The Republic of Korea (ROK) and the Democratic People’s Republic of Korea (DPRK) held their first family reunions in three years on 20 February 2014. But the event does not hail the beginning of a grand renewal in relations — the world has been here before and the important underlying factors that have undermined enhanced relations before, as highlighted by the recent exchange of fire along the western maritime border, remain unchanged.
The dream of Korean unity is a powerful one on both sides of the 38th Parallel. No act is symbolically more important than that of ‘completing’ families separated by the ‘unnatural’ division of both people and land. Yet the regular use of family reunions is also a matter of political expediency. For leaders on both sides of the Korean peninsula, family reunions are appealing because as acts of unconditional goodwill they are cheap, politically low-risk, and capable of serving as launch pads for more comprehensive bilateral discussions.
But the relative ease of organising family reunions perhaps also explains why resultant discussions soon run into difficulties.
In stark contrast to the low-risk and cost of family reunions, discussion of the complex issues that affect ROK–DPRK relations is a high-stakes game. For this reason, the most common cause for collapse in relations between both countries is their unwillingness to compromise on sticking points.
For instance, the ever-growing disparity between the DPRK and ROK means that the North is ever more demanding of the South when it comes to substantial aid as a condition for ongoing talks.

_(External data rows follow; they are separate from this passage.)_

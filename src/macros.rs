macro_rules! general_err {
    ($($msg:expr),+) => {
        Error::new(crate::ErrorKind::General, None, format!($($msg),+).as_str())
    };
}
macro_rules! lookup_err {
    ($($msg:expr),+) => {
        Error::new(
            crate::ErrorKind::Lookup,
            None,
            format!("{} {}", red!("Lookup Error"), format!($($msg),+)).as_str(),
        )
    };
}
macro_rules! operand_err {
    ($($msg:expr),+) => {
        Error::new(
            crate::ErrorKind::Operand,
            None,
            format!("{} {}", red!("Operand Error"), format!($($msg),+)).as_str(),
        )
    };
}
macro_rules! memory_err {
    ($($msg:expr),+) => {
        Error::new(
            crate::ErrorKind::Memory,
            None,
            format!("{} {}", red!("Memory Error"), format!($($msg),+)).as_str(),
        )
    };
}
// architectural faults carry the register context the instruction started from
macro_rules! runtime_err {
    ($kind:expr, $ctx:expr, $($msg:expr),+) => {
        Error::new(
            $kind,
            $ctx,
            format!("{} {}", red!("Runtime Error"), format!($($msg),+)).as_str(),
        )
    };
}
macro_rules! xor {
    ($a: expr, $b: expr) => {
        ((($a) && !($b)) || (!($a) && ($b)))
    };
}
macro_rules! bit {
    ($a: expr, $b: expr) => {
        (((($a) as u64) & (1u64 << ($b) as u32)) != 0)
    };
}
macro_rules! color {
    ($color: literal, $msg: expr) => {
        concat!("\x1b[", $color, "m", $msg, "\x1b[0m")
    };
}
macro_rules! red {
    ($msg:expr) => {
        color!(91, $msg)
    };
}
macro_rules! green {
    ($msg:expr) => {
        color!(92, $msg)
    };
}
macro_rules! yellow {
    ($msg:expr) => {
        color!(93, $msg)
    };
}
macro_rules! blue {
    ($msg:expr) => {
        color!(94, $msg)
    };
}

In turn, South Korea, motivated by the North’s history of unpredictability, is reluctant to provide aid on that basis alone, resulting in a deal-breaker: the ROK demands monitoring to ensure the transparency of aid distribution but the DPRK vehemently resists.
Even if the ROK and DPRK do manage to reach a series of agreements that pave the way for improved relations, their sustainability would depend, in part, on agreement from the US and China. The US plays perhaps the most important direct and indirect role in the dispute. One of the key foreign policy objectives of North Korea since the end of the Cold War has been to establish normalised relations with the US. However, under Kim Jong-un’s leadership, its willingness to do so now appears to depend on obtaining recognition from the US as a nuclear power — something which the Obama administration is understandably reluctant to give. It is therefore up to the ROK to undertake the difficult task of crafting an engagement strategy that excludes the aforementioned DPRK demand for US recognition — a situation that will not sit well with the latter. China’s interests in the peninsula are a close second behind those of the US.

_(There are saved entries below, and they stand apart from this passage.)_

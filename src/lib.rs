//! # Bit-exact x86/x86-64 instruction semantics for a binary lifter.
//!
//! Each supported instruction form is selected by a key such as
//! `ADD_GPRv_IMMz_32` and evaluated against a register file and memory.
//! Evaluation produces an ordered list of effects (register writes, memory
//! writes, barriers, flag updates) and, if it succeeds, commits them.
//! Flags are tri-state: clear, set or architecturally undefined.
//!
//! ```
//! use x86sem::{Core, Gpr, Operand, Width};
//!
//! let mut core = Core::new();
//! core.state.regs.set(Gpr::Rax, 0xff);
//! let al = Gpr::Rax.at(Width::W8);
//! core.exec("ADD_AL_IMMb_8", &[Operand::reg_w(al), Operand::reg(al), Operand::imm(1, Width::W8)])?;
//! assert_eq!(core.state.regs.get(Gpr::Rax), 0);
//! # Ok::<(), x86sem::Error>(())
//! ```
//!
//! ## Options
//! [`Options`] is a clap parser, so a host tool can expose the same switches
//! on its own command line (`--ia32`, `--no-vex`, `--no-div-checks`,
//! `--undef-read`, `--trace`).
#[macro_use]
mod macros;
pub mod arith;
pub mod atomic;
pub mod config;
pub mod core;
pub mod error;
pub mod flags;
pub mod instructions;
pub mod logical;
pub mod memory;
pub mod muldiv;
pub mod operand;
pub mod outcome;
pub mod registers;
mod runtime;
pub mod shift;
pub mod width;
pub use crate::config::{Options, UndefRead};
pub use crate::core::{Core, State};
pub use crate::error::*;
pub use crate::flags::{Flag, FlagName, Flags};
pub use crate::memory::Memory;
pub use crate::operand::{Kind, Mem, Operand};
pub use crate::outcome::{Barrier, Effect, Outcome};
pub use crate::registers::{Enc, Gpr, Part, Reg, Regs};
pub use crate::width::{Lanes, Sign, Width};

Despite considerable debate over the precise extent of its actual influence on the DPRK, it is safe to say that Beijing is better placed than any other country to exert sway over the DPRK as its largest aid donor, trading partner and sole military ally.
Given the proximity of the Korean peninsula to the Chinese border, Beijing is arguably much more sensitive than the US to any changes to the status quo. Fortunately, there is precedent to indicate that China may be open to sudden changes. In 1992, Beijing went against a standing agreement with North Korea when it recognisedSouth Korea and normalised relations. But this case also indicates that there are key criteria that must be met before China would agree to any dramatic improvements in inter-Korean relations that would shift the regional status quo.
As highlighted in Don Oberdorfer’s ‘The Two Koreas’, the scale of the disparity in economic promise between the ROK and the DPRK was a decisive factor in China’s acceptance of a new status quo. But while this case showed the possibility that Beijing will accept change in the face of overwhelming circumstances that make it difficult to do otherwise, the case also showed that even then, China will still exercise maximum flexibility and caution. Despite China’s economic imperative for recognising the ROK, delays were frequent. This was particularly the case whenever the Chinese felt the ROKs desired pace could potential compromise its own efforts to mitigate the damage the undertaking would have on its relations with the DPRK and, by extension, the integrity of its influence there.
Family reunions have always been a helpful starting point when it comes to improving inter-Korean relations. However, reunions and the resulting inter-Korean talks belie a series of complex issues that affect both the regional and international order. If they are to lead to something bigger, all parties should pause for a moment and think about how prepared they are for the long, hard road ahead.
Andrew Yong Chang Kwon is a 2014 Michael and Deborah Thawley Scholar in International Security at the Lowy Institute for International Policy and Visiting Scholar in the Office of the Korea Chair at the Center for Strategic and International Studies (CSIS).The views expressed are his own.